Collected data:
__________________________________________________

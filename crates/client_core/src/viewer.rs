//! Rollout Progress Viewer.
//!
//! Binds the "start rollout" action to a live progress subscription and renders
//! every inbound [`ProgressEvent`] onto a [`RenderSurface`] the viewer owns
//! exclusively. Events are consumed one at a time; rendering of one event
//! finishes before the next is pulled from the stream.

use std::{sync::Arc, time::Duration};

use futures::StreamExt;
use shared::domain::ProgressEvent;
use tracing::{debug, error, info, warn};

use crate::{
    error::StreamError,
    retry::ReconnectPolicy,
    source::{ProgressSource, ProgressStream},
    surface::RenderSurface,
};

pub const STARTING_LINE: &str = "Starting canary rollout...";
pub const COMPLETE_LINE: &str = "✅ Rollout complete!";

pub fn step_line(step: u32) -> String {
    format!("→ Canary rollout: {step}%")
}

#[derive(Debug, Clone, Copy, PartialEq, Eq)]
pub enum ViewerState {
    Idle,
    Streaming,
    Completed,
    Failed,
}

#[derive(Debug)]
pub enum ViewerOutcome {
    Completed { events: usize },
    Failed { events: usize, error: StreamError },
}

impl ViewerOutcome {
    pub fn is_completed(&self) -> bool {
        matches!(self, Self::Completed { .. })
    }

    pub fn events(&self) -> usize {
        match self {
            Self::Completed { events } | Self::Failed { events, .. } => *events,
        }
    }
}

#[derive(Debug, Clone, Default)]
pub struct ViewerConfig {
    pub reconnect: ReconnectPolicy,
    /// Treat a silent stream as dropped after this long.
    pub idle_timeout: Option<Duration>,
}

pub struct RolloutViewer<S: RenderSurface> {
    source: Arc<dyn ProgressSource>,
    surface: S,
    config: ViewerConfig,
    state: ViewerState,
    last_step: Option<u32>,
}

impl<S: RenderSurface> RolloutViewer<S> {
    pub fn new(source: Arc<dyn ProgressSource>, surface: S, config: ViewerConfig) -> Self {
        Self {
            source,
            surface,
            config,
            state: ViewerState::Idle,
            last_step: None,
        }
    }

    pub fn state(&self) -> ViewerState {
        self.state
    }

    pub fn surface(&self) -> &S {
        &self.surface
    }

    pub fn into_surface(self) -> S {
        self.surface
    }

    /// Starts a rollout view: logs the start, subscribes, and renders until the
    /// completion step or an unrecoverable error.
    pub async fn on_start_clicked(&mut self) -> ViewerOutcome {
        self.surface.append_log(STARTING_LINE);
        self.surface.scroll_log_to_bottom();
        self.state = ViewerState::Streaming;
        self.last_step = None;
        self.source.reset_position();

        let mut events = 0;
        let mut retries = 0;
        loop {
            let subscription = self.subscribe().await;
            let error = match subscription {
                Ok(stream) => match self.consume(stream, &mut events).await {
                    Ok(()) => {
                        self.state = ViewerState::Completed;
                        info!(events, "rollout complete");
                        return ViewerOutcome::Completed { events };
                    }
                    Err(error) => error,
                },
                Err(error) => error,
            };

            if error.is_retryable() {
                retries += 1;
                if let Some(backoff) = self.config.reconnect.delay_for(retries) {
                    let delay = self
                        .source
                        .reconnect_delay()
                        .map_or(backoff, |hint| hint.min(self.config.reconnect.max_delay));
                    warn!(
                        %error,
                        retry = retries,
                        max_retries = self.config.reconnect.max_retries,
                        delay_ms = delay.as_millis() as u64,
                        "progress stream dropped; reconnecting"
                    );
                    self.surface.append_log(&format!(
                        "Connection lost ({error}); reconnecting ({retries}/{})...",
                        self.config.reconnect.max_retries
                    ));
                    self.surface.scroll_log_to_bottom();
                    tokio::time::sleep(delay).await;
                    continue;
                }
            }

            return self.fail(error, events);
        }
    }

    /// Opening the stream counts against the idle timeout too.
    async fn subscribe(&self) -> Result<ProgressStream, StreamError> {
        match self.config.idle_timeout {
            Some(limit) => tokio::time::timeout(limit, self.source.subscribe())
                .await
                .map_err(|_| StreamError::IdleTimeout(limit))?,
            None => self.source.subscribe().await,
        }
    }

    async fn consume(
        &mut self,
        mut stream: ProgressStream,
        events: &mut usize,
    ) -> Result<(), StreamError> {
        loop {
            let next = match self.config.idle_timeout {
                Some(limit) => tokio::time::timeout(limit, stream.next())
                    .await
                    .map_err(|_| StreamError::IdleTimeout(limit))?,
                None => stream.next().await,
            };

            match next {
                Some(Ok(event)) => {
                    *events += 1;
                    if self.render(&event) {
                        debug!("closing progress subscription");
                        drop(stream);
                        return Ok(());
                    }
                }
                Some(Err(error)) => return Err(error),
                None => return Err(StreamError::Closed),
            }
        }
    }

    /// Renders one event; returns `true` when it completes the rollout.
    fn render(&mut self, event: &ProgressEvent) -> bool {
        if let Some(last) = self.last_step {
            if event.step < last {
                warn!(step = event.step, last, "rollout step went backwards");
            }
        }
        if !event.weights.is_balanced() {
            debug!(
                stable = event.weights.stable,
                canary = event.weights.canary,
                "weights do not add up to 100"
            );
        }
        self.last_step = Some(event.step);
        info!(
            step = event.step,
            stable = event.weights.stable,
            canary = event.weights.canary,
            "rollout progress"
        );

        self.surface.set_progress(event.step);
        self.surface.set_weights_label(&event.weights.label());
        self.surface.append_log(&step_line(event.step));
        self.surface.scroll_log_to_bottom();

        if event.is_complete() {
            self.surface.append_log(COMPLETE_LINE);
            self.surface.scroll_log_to_bottom();
            return true;
        }
        false
    }

    fn fail(&mut self, error: StreamError, events: usize) -> ViewerOutcome {
        error!(%error, events, "rollout stream failed");
        self.state = ViewerState::Failed;
        let message = format!("Rollout stream failed: {error}");
        self.surface.show_error(&message);
        self.surface.append_log(&format!("✖ {message}"));
        self.surface.scroll_log_to_bottom();
        ViewerOutcome::Failed { events, error }
    }
}

#[cfg(test)]
#[path = "tests/viewer_tests.rs"]
mod tests;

__________________________________________________

## Problem
In the entries above, find each line that has the word "derive". Copy it.

## Task response
#[derive(Debug, Clone, Copy, PartialEq, Eq)]
#[derive(Debug)]
#[derive(Debug, Clone, Default)]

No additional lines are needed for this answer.